(Beginning of Recorded information)
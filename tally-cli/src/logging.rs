use tracing_subscriber::EnvFilter;

/// Log to stderr so stdout stays clean for reports. `RUST_LOG` wins over `-v`.
pub fn init(verbose: u8) {
    let default = match verbose {
        0 => "info",
        1 => "debug",
        _ => "trace",
    };
    let filter = EnvFilter::try_from_default_env().unwrap_or_else(|_| EnvFilter::new(default));

    tracing_subscriber::fmt()
        .with_env_filter(filter)
        .with_target(false)
        .with_writer(std::io::stderr)
        .init();
}
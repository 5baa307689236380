use anyhow::{bail, Context, Result};
use clap::{Parser, Subcommand};
use std::path::PathBuf;
use std::process::ExitCode;
use tally_core::{number_to_letter, Row};
use tally_finance::{
    extrapolate_next, run_sync, CsvSheet, GoogleSheet, LendingClubClient, SheetStore, StatementPeriod, SyncReport,
};
use tally_ingest::{parse_statement, pdf};

mod config;
mod logging;
mod state;

#[derive(Parser, Debug)]
#[command(
    name = "tally",
    version,
    long_version = concat!(env!("CARGO_PKG_VERSION"), " (", env!("TALLY_BUILD_SHA"), ")"),
    about = "Copy LendingClub statement figures into your tracking spreadsheet"
)]
struct Cli {
    /// More log output (-v debug, -vv trace); RUST_LOG overrides
    #[arg(short, long, action = clap::ArgAction::Count, global = true)]
    verbose: u8,

    #[command(subcommand)]
    command: Command,
}

#[derive(Subcommand, Debug)]
enum Command {
    /// Download a monthly statement and append the next spreadsheet row
    Sync {
        /// Statement year (default: last month's)
        #[arg(long, requires = "month")]
        year: Option<i32>,

        /// Statement month 1-12 (default: last month)
        #[arg(long, requires = "year")]
        month: Option<u32>,

        /// Compute and print the row without writing it
        #[arg(long)]
        dry_run: bool,

        /// Write to a local CSV sheet instead of Google Sheets
        #[arg(long)]
        csv: Option<PathBuf>,
    },

    /// Parse a statement PDF already on disk and print its figures
    Statement {
        #[arg(long)]
        pdf: PathBuf,
    },

    /// Extrapolate the next row of a local CSV sheet
    Extrapolate {
        #[arg(long)]
        csv: PathBuf,

        /// Value for the deposits column
        #[arg(long)]
        deposits: Option<String>,

        /// Value for the balance column
        #[arg(long)]
        balance: Option<String>,

        /// Append the row to the CSV (default: print only)
        #[arg(long)]
        write: bool,
    },

    /// Manage ~/.tally/config.toml
    Config {
        #[command(subcommand)]
        command: ConfigCommand,
    },
}

#[derive(Subcommand, Debug)]
enum ConfigCommand {
    /// Write a default config file
    Init,

    /// Print the effective config (file + environment), secrets hidden
    Show,
}

#[tokio::main]
async fn main() -> ExitCode {
    let cli = Cli::parse();
    logging::init(cli.verbose);

    match run(cli.command).await {
        Ok(()) => ExitCode::SUCCESS,
        Err(err) => {
            tracing::error!("{err:#}");
            ExitCode::FAILURE
        }
    }
}

async fn run(command: Command) -> Result<()> {
    match command {
        Command::Sync {
            year,
            month,
            dry_run,
            csv,
        } => {
            let cfg = config::load_config()?;
            let period = match (year, month) {
                (Some(y), Some(m)) => StatementPeriod::new(y, m)?,
                _ => StatementPeriod::previous_month(chrono::Local::now().date_naive()),
            };
            tracing::info!(%period, "starting sync");

            let client = LendingClubClient::new(cfg.lending_club.clone())?;
            let report = match csv {
                Some(path) => {
                    let mut sheet = CsvSheet::new(path);
                    run_sync(&client, &mut sheet, period, &cfg.statement, &cfg.sheet, dry_run).await?
                }
                None => {
                    let mut sheet =
                        GoogleSheet::connect(&cfg.google.credentials(), &cfg.google.target()?, &cfg.google.worksheet)
                            .await?;
                    run_sync(&client, &mut sheet, period, &cfg.statement, &cfg.sheet, dry_run).await?
                }
            };
            print_report(&report)?;
        }

        Command::Statement { pdf: path } => {
            let cfg = config::load_config()?;
            let pages = pdf::extract_pages_from_file(&path)?;
            let summary = parse_statement(&pages, &cfg.statement)
                .with_context(|| format!("parsing {}", path.display()))?;
            println!("{}", serde_json::to_string_pretty(&summary)?);
        }

        Command::Extrapolate {
            csv,
            deposits,
            balance,
            write,
        } => {
            let cfg = config::load_config()?;
            if !csv.exists() {
                bail!("CSV not found: {}", csv.display());
            }

            let mut sheet = CsvSheet::new(&csv);
            let rows = sheet.read_rows().await?;
            let (row_number, mut row) = extrapolate_next(&rows, cfg.sheet.notation)?;
            if let Some(d) = deposits {
                row.insert(cfg.sheet.deposits_column, d);
            }
            if let Some(b) = balance {
                row.insert(cfg.sheet.balance_column, b);
            }

            println!("Row {row_number}:");
            print_row(&row)?;
            if write {
                sheet.write_row(row_number, &row).await?;
                println!("\nWrote row {} to {}", row_number, csv.display());
            }
        }

        Command::Config { command } => match command {
            ConfigCommand::Init => config::init_config()?,
            ConfigCommand::Show => {
                let cfg = config::load_config()?;
                println!("# {}\n", config::config_path()?.display());
                println!("{}", toml::to_string_pretty(&cfg.redacted())?);
            }
        },
    }

    Ok(())
}

fn print_report(report: &SyncReport) -> Result<()> {
    println!(
        "Statement: balance={} deposits={}",
        report.summary.balance, report.summary.deposits
    );
    println!("Row {}:", report.row_number);
    print_row(&report.row)?;
    if report.written {
        println!("\nSpreadsheet updated.");
    } else {
        println!("\n(dry run: nothing written)");
    }
    Ok(())
}

fn print_row(row: &Row) -> Result<()> {
    for (col, value) in row.iter() {
        println!("  {:>3}  {}", number_to_letter(col)?.to_uppercase(), value);
    }
    Ok(())
}
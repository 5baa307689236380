//! tally-core: cell reference conversion and row extrapolation for the tally sync

pub mod cell_ref;
pub mod error;
pub mod extrapolate;
pub mod row;
pub mod scan;

pub use cell_ref::{letter_to_number, number_to_letter, translate_reference, translate_row, CellRef};
pub use error::{CellRefError, Result};
pub use extrapolate::{classify, extrapolate, extrapolate_value, ValueClass};
pub use row::{CellValue, Row};
pub use scan::{scan_a1, scan_r1c1, substitute, A1Ref, R1C1Ref, RefSpec, Token};
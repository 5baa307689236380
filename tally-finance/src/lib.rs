//! tally-finance: LendingClub statement download, spreadsheet stores, and the sync pipeline

pub mod lending_club;
pub mod sheets;
pub mod sync;

pub use lending_club::{LendingClubClient, LendingClubCredentials, StatementPeriod};
pub use sheets::{CsvSheet, GoogleCredentials, GoogleSheet, SheetStore, SpreadsheetTarget};
pub use sync::{extrapolate_next, next_row, run_sync, update_sheet, FormulaNotation, SheetLayout, SyncReport};
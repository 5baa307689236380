//! LendingClub web session: login, then download a monthly statement PDF.
//!
//! The site has no statement API. The flow mirrors what a browser does:
//! 1. POST the login form (session lives in the cookie jar)
//! 2. GET the monthly statement endpoint, which answers JSON with a `queryString`
//! 3. GET the download endpoint with that query string for the PDF bytes

use std::fmt;

use anyhow::{bail, Context, Result};
use chrono::{Datelike, NaiveDate};
use serde::{Deserialize, Serialize};
use tally_ingest::{parse_statement, pdf, LendingClubLayout, StatementSummary};

pub const DEFAULT_BASE_URL: &str = "https://www.lendingclub.com";

const USER_AGENT: &str = "Mozilla/5.0 (Macintosh; Intel Mac OS X 10_10_1) AppleWebKit/537.36 (KHTML, like Gecko) Chrome/41.0.2227.1 Safari/537.36";

#[derive(Debug, Clone, Serialize, Deserialize, Default)]
#[serde(default)]
pub struct LendingClubCredentials {
    pub email: String,
    pub password: String,
}

/// A statement month.
#[derive(Debug, Clone, Copy, PartialEq, Eq, Serialize, Deserialize)]
pub struct StatementPeriod {
    pub year: i32,
    pub month: u32,
}

impl StatementPeriod {
    pub fn new(year: i32, month: u32) -> Result<Self> {
        if !(1..=12).contains(&month) {
            bail!("month must be 1-12, got {month}");
        }
        Ok(Self { year, month })
    }

    /// Statements are published after the month closes, so the latest one is
    /// for the month before `today`.
    pub fn previous_month(today: NaiveDate) -> Self {
        if today.month() == 1 {
            Self {
                year: today.year() - 1,
                month: 12,
            }
        } else {
            Self {
                year: today.year(),
                month: today.month() - 1,
            }
        }
    }
}

impl fmt::Display for StatementPeriod {
    fn fmt(&self, f: &mut fmt::Formatter<'_>) -> fmt::Result {
        write!(f, "{}-{:02}", self.year, self.month)
    }
}

pub struct LendingClubClient {
    http: reqwest::Client,
    base_url: String,
    credentials: LendingClubCredentials,
}

impl LendingClubClient {
    pub fn new(credentials: LendingClubCredentials) -> Result<Self> {
        if credentials.email.is_empty() || credentials.password.is_empty() {
            bail!("LendingClub email/password missing (set LENDING_CLUB_EMAIL / LENDING_CLUB_PASSWORD or [lending_club] in config)");
        }

        let http = reqwest::Client::builder()
            .cookie_store(true)
            .user_agent(USER_AGENT)
            .redirect(reqwest::redirect::Policy::limited(10))
            .build()
            .context("build HTTP client")?;

        Ok(Self {
            http,
            base_url: DEFAULT_BASE_URL.to_string(),
            credentials,
        })
    }

    pub fn with_base_url(mut self, base_url: impl Into<String>) -> Self {
        self.base_url = base_url.into().trim_end_matches('/').to_string();
        self
    }

    pub async fn login(&self) -> Result<()> {
        let url = format!("{}/account/login.action", self.base_url);
        let form = [
            ("login_url", ""),
            ("login_email", self.credentials.email.as_str()),
            ("login_password", self.credentials.password.as_str()),
        ];

        let resp = self
            .http
            .post(&url)
            .form(&form)
            .send()
            .await
            .context("LendingClub login request")?
            .error_for_status()
            .context("LendingClub login")?;

        let body = resp.text().await.context("read LendingClub login response")?;
        tracing::info!(rsp = %single_line(&body), "LendingClub login response");
        Ok(())
    }

    /// Download the statement PDF for `period`. Requires a prior [`login`](Self::login).
    pub async fn fetch_statement_pdf(&self, period: StatementPeriod) -> Result<Vec<u8>> {
        tracing::info!(%period, "fetching LendingClub statement");

        let body = self
            .http
            .get(statement_request_url(&self.base_url, period))
            .send()
            .await
            .context("statement request")?
            .error_for_status()
            .context("statement request")?
            .text()
            .await
            .context("read statement response")?;
        tracing::info!(rsp = %single_line(&body), "LendingClub pre-pdf response");

        let url = download_url(&self.base_url, &body)?;
        tracing::info!(%url, "LendingClub pdf url");

        let bytes = self
            .http
            .get(&url)
            .send()
            .await
            .context("statement download")?
            .error_for_status()
            .context("statement download")?
            .bytes()
            .await
            .context("read statement PDF")?;
        tracing::info!(bytes = bytes.len(), "received pdf");

        Ok(bytes.to_vec())
    }

    /// Login, download, and parse the statement for `period`.
    pub async fn fetch_summary(&self, period: StatementPeriod, layout: &LendingClubLayout) -> Result<StatementSummary> {
        self.login().await?;
        let bytes = self.fetch_statement_pdf(period).await?;
        let pages = pdf::extract_pages(&bytes)?;
        parse_statement(&pages, layout).with_context(|| format!("statement {period}"))
    }
}

pub fn statement_request_url(base_url: &str, period: StatementPeriod) -> String {
    let (y, m) = (period.year, period.month);
    format!(
        "{base_url}/account/monthlyStatementDownload.action?file_extension=pdf\
&start_date_monthly_statements={y}-{m:02}-01&attachmentName=Monthly_Statement_{y}_{m:02}.pdf"
    )
}

#[derive(Debug, Deserialize)]
#[serde(rename_all = "camelCase")]
struct StatementLink {
    query_string: String,
}

fn download_url(base_url: &str, body: &str) -> Result<String> {
    let link: StatementLink = serde_json::from_str(body)
        .with_context(|| format!("unexpected statement response: {}", single_line(body)))?;
    Ok(format!(
        "{base_url}/account/downloadMonthlyStatement.action?{}",
        link.query_string
    ))
}

fn single_line(s: &str) -> String {
    s.trim().replace(['\r', '\n'], "")
}

#[cfg(test)]
mod tests {
    use super::*;

    #[test]
    fn test_previous_month_wraps_year() {
        let jan = NaiveDate::from_ymd_opt(2016, 1, 10).unwrap();
        assert_eq!(StatementPeriod::previous_month(jan), StatementPeriod { year: 2015, month: 12 });

        let jul = NaiveDate::from_ymd_opt(2015, 7, 1).unwrap();
        assert_eq!(StatementPeriod::previous_month(jul), StatementPeriod { year: 2015, month: 6 });
    }

    #[test]
    fn test_period_validation_and_display() {
        assert!(StatementPeriod::new(2015, 13).is_err());
        assert_eq!(StatementPeriod::new(2015, 6).unwrap().to_string(), "2015-06");
    }

    #[test]
    fn test_statement_request_url() {
        let url = statement_request_url(DEFAULT_BASE_URL, StatementPeriod { year: 2015, month: 6 });
        assert_eq!(
            url,
            "https://www.lendingclub.com/account/monthlyStatementDownload.action?file_extension=pdf\
&start_date_monthly_statements=2015-06-01&attachmentName=Monthly_Statement_2015_06.pdf"
        );
    }

    #[test]
    fn test_download_url_from_query_string() {
        let url = download_url(DEFAULT_BASE_URL, r#"{"queryString":"fileId=42&token=abc"}"#).unwrap();
        assert_eq!(
            url,
            "https://www.lendingclub.com/account/downloadMonthlyStatement.action?fileId=42&token=abc"
        );
        assert!(download_url(DEFAULT_BASE_URL, "<html>login</html>").is_err());
    }

    /// Serve one response whose body is shorter than its Content-Length.
    async fn truncated_body_server() -> String {
        use tokio::io::{AsyncReadExt, AsyncWriteExt};

        let listener = tokio::net::TcpListener::bind("127.0.0.1:0").await.unwrap();
        let addr = listener.local_addr().unwrap();
        tokio::spawn(async move {
            let (mut sock, _) = listener.accept().await.unwrap();
            let mut req = Vec::new();
            let mut buf = [0u8; 1024];
            loop {
                let n = sock.read(&mut buf).await.unwrap();
                req.extend_from_slice(&buf[..n]);
                let text = String::from_utf8_lossy(&req);
                if let Some(head_end) = text.find("\r\n\r\n") {
                    let body_len = text[..head_end]
                        .lines()
                        .find_map(|l| l.to_ascii_lowercase().strip_prefix("content-length:").map(|v| v.trim().to_string()))
                        .and_then(|v| v.parse::<usize>().ok())
                        .unwrap_or(0);
                    if req.len() >= head_end + 4 + body_len || n == 0 {
                        break;
                    }
                } else if n == 0 {
                    break;
                }
            }
            sock.write_all(b"HTTP/1.1 200 OK\r\nContent-Length: 100\r\n\r\nshort")
                .await
                .unwrap();
        });
        format!("http://{addr}")
    }

    #[tokio::test]
    async fn test_login_fails_when_response_body_is_cut_off() {
        let credentials = LendingClubCredentials {
            email: "me@example.com".to_string(),
            password: "secret".to_string(),
        };
        let client = LendingClubClient::new(credentials)
            .unwrap()
            .with_base_url(truncated_body_server().await);

        let err = client.login().await.unwrap_err();
        assert!(format!("{err:#}").contains("LendingClub login"));
    }

    #[test]
    fn test_client_requires_credentials() {
        assert!(LendingClubClient::new(LendingClubCredentials::default()).is_err());
    }
}
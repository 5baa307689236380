//! Column letters and cell references.
//!
//! Columns are a bijective base-26 numeral over `a..z`: `a` = 1, `z` = 26,
//! `aa` = 27. There is no zero digit, so every position holds 1..=26 and
//! converting back needs a borrow instead of a plain remainder.
//!
//! # Examples
//!
//! ```
//! use tally_core::{letter_to_number, number_to_letter, translate_reference};
//!
//! assert_eq!(letter_to_number("az").unwrap(), 52);
//! assert_eq!(number_to_letter(53).unwrap(), "ba");
//! assert_eq!(translate_reference("R2C[-1]", "D30").unwrap(), "C$2");
//! ```

use std::fmt;
use std::str::FromStr;

use crate::error::{CellRefError, Result};
use crate::row::{CellValue, Row};
use crate::scan::{a1_at, scan_r1c1, substitute, R1C1Ref, RefSpec};

/// Interpret `letters` as a column numeral, case-insensitive.
pub fn letter_to_number(letters: &str) -> Result<u32> {
    if letters.is_empty() {
        return Err(CellRefError::EmptyColumn);
    }

    letters.chars().try_fold(0u32, |acc, c| {
        if !c.is_ascii_alphabetic() {
            return Err(CellRefError::InvalidColumn(letters.to_string()));
        }
        let digit = u32::from(c.to_ascii_lowercase() as u8 - b'a') + 1;
        acc.checked_mul(26)
            .and_then(|v| v.checked_add(digit))
            .ok_or_else(|| CellRefError::ColumnOverflow(letters.to_string()))
    })
}

/// Lowercase column letters for a 1-based column number.
pub fn number_to_letter(n: u32) -> Result<String> {
    if n == 0 {
        return Err(CellRefError::ZeroColumn);
    }

    let mut digits = Vec::new();
    let mut rest = n;
    while rest > 0 {
        // Shift to 0..=25 first; a zero remainder becomes `z` and borrows one
        // from the next position.
        rest -= 1;
        digits.push(char::from(b'a' + (rest % 26) as u8));
        rest /= 26;
    }
    Ok(digits.into_iter().rev().collect())
}

/// A resolved cell position, 1-based, with per-axis absolute markers.
#[derive(Debug, Clone, Copy, PartialEq, Eq, Hash)]
pub struct CellRef {
    pub col: u32,
    pub row: u32,
    pub col_absolute: bool,
    pub row_absolute: bool,
}

impl CellRef {
    pub fn new(col: u32, row: u32) -> Self {
        Self {
            col,
            row,
            col_absolute: false,
            row_absolute: false,
        }
    }

    /// Parse a single A1 reference such as `D30` or `$b$2`.
    pub fn parse_a1(s: &str) -> Result<Self> {
        let invalid = || CellRefError::InvalidA1(s.to_string());
        let (end, a1) = a1_at(s.as_bytes(), 0).ok_or_else(invalid)?;
        if end != s.len() {
            return Err(invalid());
        }

        let row = u32::try_from(a1.row).map_err(|_| invalid())?;
        if row == 0 {
            return Err(invalid());
        }

        Ok(Self {
            col: letter_to_number(&a1.column)?,
            row,
            col_absolute: a1.col_absolute,
            row_absolute: a1.row_absolute,
        })
    }

    /// Resolve an R1C1 reference written in the cell at `self`.
    pub fn resolve(&self, reference: &R1C1Ref) -> Option<CellRef> {
        let (row, row_absolute) = resolve_axis(reference.row, self.row)?;
        let (col, col_absolute) = resolve_axis(reference.col, self.col)?;
        Some(CellRef {
            col,
            row,
            col_absolute,
            row_absolute,
        })
    }
}

impl FromStr for CellRef {
    type Err = CellRefError;

    fn from_str(s: &str) -> Result<Self> {
        Self::parse_a1(s)
    }
}

/// Uppercase A1 text, `$` in front of absolute components.
impl fmt::Display for CellRef {
    fn fmt(&self, f: &mut fmt::Formatter<'_>) -> fmt::Result {
        let letters = number_to_letter(self.col).map_err(|_| fmt::Error)?;
        if self.col_absolute {
            f.write_str("$")?;
        }
        f.write_str(&letters.to_ascii_uppercase())?;
        if self.row_absolute {
            f.write_str("$")?;
        }
        write!(f, "{}", self.row)
    }
}

fn resolve_axis(spec: RefSpec, anchor: u32) -> Option<(u32, bool)> {
    match spec {
        // `R0` is not a real row; it reads as "this row", like an empty spec.
        RefSpec::Same | RefSpec::Absolute(0) | RefSpec::Relative(0) => Some((anchor, false)),
        RefSpec::Absolute(index) => Some((index, true)),
        RefSpec::Relative(offset) => {
            let index = i64::from(anchor).checked_add(offset)?;
            u32::try_from(index).ok().filter(|&i| i >= 1).map(|i| (i, false))
        }
    }
}

/// Translate an R1C1 reference into A1 text, anchored at the A1 cell `anchor`.
pub fn translate_reference(reference: &str, anchor: &str) -> Result<String> {
    let parsed = R1C1Ref::parse(reference)?;
    let cell = CellRef::parse_a1(anchor)?;
    let resolved = cell.resolve(&parsed).ok_or_else(|| CellRefError::OutOfRange {
        reference: reference.to_string(),
        anchor: anchor.to_string(),
    })?;
    Ok(resolved.to_string())
}

/// Rewrite every R1C1 reference in `row` as A1, each anchored at its own cell
/// (column key, `row_number`). Values without references pass through.
pub fn translate_row(row: &Row, row_number: u32) -> Result<Row> {
    let mut out = Row::new();
    for (col, value) in row.iter() {
        let translated = match value {
            CellValue::Text(text) => {
                let tokens = scan_r1c1(text);
                if tokens.is_empty() {
                    value.clone()
                } else {
                    let anchor = CellRef::new(col, row_number);
                    CellValue::Text(substitute(text, &tokens, |token| {
                        anchor
                            .resolve(&token.reference)
                            .map(|cell| cell.to_string())
                            .ok_or_else(|| CellRefError::OutOfRange {
                                reference: token.text.clone(),
                                anchor: anchor.to_string(),
                            })
                    })?)
                }
            }
            CellValue::Number(_) => value.clone(),
        };
        out.insert(col, translated);
    }
    Ok(out)
}

#[cfg(test)]
mod tests {
    use super::*;

    #[test]
    fn test_letter_to_number_known_values() {
        assert_eq!(letter_to_number("a").unwrap(), 1);
        assert_eq!(letter_to_number("z").unwrap(), 26);
        assert_eq!(letter_to_number("aa").unwrap(), 27);
        assert_eq!(letter_to_number("az").unwrap(), 52);
        assert_eq!(letter_to_number("ba").unwrap(), 53);
        assert_eq!(letter_to_number("ZZ").unwrap(), 702);
        assert_eq!(letter_to_number("aaa").unwrap(), 703);
        assert_eq!(letter_to_number("XFD").unwrap(), 16384);
    }

    #[test]
    fn test_letter_to_number_rejects_bad_input() {
        assert_eq!(letter_to_number(""), Err(CellRefError::EmptyColumn));
        assert!(matches!(letter_to_number("a1"), Err(CellRefError::InvalidColumn(_))));
        assert!(matches!(letter_to_number("é"), Err(CellRefError::InvalidColumn(_))));
        assert!(matches!(
            letter_to_number(&"z".repeat(20)),
            Err(CellRefError::ColumnOverflow(_))
        ));
    }

    #[test]
    fn test_number_to_letter_borrows() {
        assert_eq!(number_to_letter(1).unwrap(), "a");
        assert_eq!(number_to_letter(26).unwrap(), "z");
        assert_eq!(number_to_letter(27).unwrap(), "aa");
        assert_eq!(number_to_letter(52).unwrap(), "az");
        assert_eq!(number_to_letter(702).unwrap(), "zz");
        assert_eq!(number_to_letter(703).unwrap(), "aaa");
        // 26*26 + 26 + 26: two borrows in a row
        assert_eq!(number_to_letter(728).unwrap(), "aaz");
        assert_eq!(number_to_letter(0), Err(CellRefError::ZeroColumn));
    }

    #[test]
    fn test_round_trip_through_three_letters() {
        for n in 1..=18_278 {
            let letters = number_to_letter(n).unwrap();
            assert_eq!(letter_to_number(&letters).unwrap(), n, "{letters}");
        }
        assert_eq!(number_to_letter(18_278).unwrap(), "zzz");
    }

    #[test]
    fn test_translate_reference() {
        assert_eq!(translate_reference("R2C[-1]", "D30").unwrap(), "C$2");
        assert_eq!(translate_reference("R[-1]C1", "D30").unwrap(), "$A29");
        assert_eq!(translate_reference("RC", "d30").unwrap(), "D30");
        assert_eq!(translate_reference("r[1]c[1]", "Z9").unwrap(), "AA10");
        assert_eq!(translate_reference("R5C4", "A1").unwrap(), "$D$5");
        assert_eq!(translate_reference("R0C[0]", "B7").unwrap(), "B7");
    }

    #[test]
    fn test_translate_reference_errors() {
        assert!(matches!(
            translate_reference("R[-30]C", "D30"),
            Err(CellRefError::OutOfRange { .. })
        ));
        assert!(matches!(
            translate_reference("X2C1", "D30"),
            Err(CellRefError::InvalidR1C1(_))
        ));
        assert!(matches!(
            translate_reference("R2C1", "30D"),
            Err(CellRefError::InvalidA1(_))
        ));
    }

    #[test]
    fn test_translate_row_anchors_each_column() {
        let mut row = Row::new();
        row.insert(2, "=R[-1]C+R[-1]C[-1]");
        row.insert(4, "=SUM(R2C:R[-1]C)");
        row.insert(5, "Source");
        row.insert(6, 12.5);

        let out = translate_row(&row, 31).unwrap();
        assert_eq!(out.get(2), Some(&CellValue::from("=B30+A30")));
        assert_eq!(out.get(4), Some(&CellValue::from("=SUM(D$2:D30)")));
        assert_eq!(out.get(5), Some(&CellValue::from("Source")));
        assert_eq!(out.get(6), Some(&CellValue::Number(12.5)));
    }

    #[test]
    fn test_cell_ref_display_and_parse() {
        let cell: CellRef = "$ab$12".parse().unwrap();
        assert_eq!(cell.col, 28);
        assert_eq!(cell.row, 12);
        assert_eq!(cell.to_string(), "$AB$12");
        assert!("A0".parse::<CellRef>().is_err());
    }
}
(End of Recorded information)
> **How to complete this task**
Copy each line above containing the string "CsvSheet".

> **Problem solution**
    extrapolate_next, run_sync, CsvSheet, GoogleSheet, LendingClubClient, SheetStore, StatementPeriod, SyncReport,
                    let mut sheet = CsvSheet::new(path);
            let mut sheet = CsvSheet::new(&csv);
pub use sheets::{CsvSheet, GoogleCredentials, GoogleSheet, SheetStore, SpreadsheetTarget};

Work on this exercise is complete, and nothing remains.